In this work, multispectroscopic atomic force microscopy and molecular modeling [ONIOM 2(B3LYP/6-31++G(d,p): Universal Force Field (UFF)) level] techniques were used to study the interaction between Calf-Thymus-DNA (CT-DNA) and pyriproxyfen (PYR) insecticide. The binding constant of PYR with double-strand deoxyribonucleic acid (ds-DNA) was obtained by ultraviolet-visible absorbance spectroscopy as 2.8×10(4) at 20°C. Thermodynamic parameters, that is, ΔH, ΔS°, and ΔG, were -53.82 kJ mol(-1), 96.11 J mol(-1), and -82.46 KJ mol(-1), respectively.
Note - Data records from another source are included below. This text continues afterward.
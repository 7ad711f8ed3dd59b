//! Request authentication via the [`AuthUser`] extractor.

use axum::extract::FromRequestParts;
use axum::http::request::Parts;
use fansync_core::error::CoreError;
use fansync_core::types::DbId;

use crate::auth::cookies::{cookie_value, ACCESS_COOKIE};
use crate::auth::jwt::validate_token;
use crate::error::AppError;
use crate::state::AppState;

/// The signed-in user, taken from the access token.
///
/// Browser clients carry the token in the `access` cookie installed at
/// login; API clients send `Authorization: Bearer <token>`. The header wins
/// when both are present. Add this as a handler parameter to require a
/// login:
///
/// ```ignore
/// async fn whoami(user: AuthUser) -> AppResult<Json<Profile>> { /* ... */ }
/// ```
#[derive(Debug, Clone)]
pub struct AuthUser {
    /// From `claims.sub`.
    pub user_id: DbId,
    /// `"user"`, `"staff"`, or `"admin"`, from `claims.role`.
    pub role: String,
}

/// Pull the raw token out of the request: `Authorization` header first,
/// `access` cookie second.
fn token_from_parts(parts: &Parts) -> Result<&str, AppError> {
    if let Some(header) = parts
        .headers
        .get("authorization")
        .and_then(|v| v.to_str().ok())
    {
        // A present-but-malformed header is an error even when a cookie
        // could have been used instead.
        return header.strip_prefix("Bearer ").ok_or_else(|| {
            AppError::Core(CoreError::Unauthorized(
                "Invalid Authorization format. Expected: Bearer <token>".into(),
            ))
        });
    }

    parts
        .headers
        .get("cookie")
        .and_then(|v| v.to_str().ok())
        .and_then(|header| cookie_value(header, ACCESS_COOKIE))
        .ok_or_else(|| {
            AppError::Core(CoreError::Unauthorized(
                "Missing Authorization header".into(),
            ))
        })
}

impl FromRequestParts<AppState> for AuthUser {
    type Rejection = AppError;

    async fn from_request_parts(
        parts: &mut Parts,
        state: &AppState,
    ) -> Result<Self, Self::Rejection> {
        let token = token_from_parts(parts)?;

        let claims = validate_token(token, &state.config.jwt).map_err(|_| {
            AppError::Core(CoreError::Unauthorized("Invalid or expired token".into()))
        })?;

        Ok(AuthUser {
            user_id: claims.sub,
            role: claims.role,
        })
    }
}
Thermal denaturation study of DNA with PYR revealed the ΔT(m) of 3.0 and 6.0°C at r(i)=0.5 and 1.0, respectively. The Fourier transform infrared study showed a major interaction of PYR with G-C and A-T base pairs and a minor perturbation of the backbone PO(2) group. Further, PYR induces detectable changes in the circular dichroism spectrum of CT-DNA. In fluorimetric studies, the dynamic enhancement constants (k(D)) and bimolecular enhancement constant (k(B)) were calculated, which showed that the fluorescence enhancement was initiated by a static process in the ground state. The hybrid of quantum mechanical/molecular mechanics theoretical calculations revealed that the interaction is base sequence dependent, and PYR interacts more with DNA via the AT base sequence. From the data we concluded that PYR may interact with ds-DNA via two modes: intercalating and outside groove binding.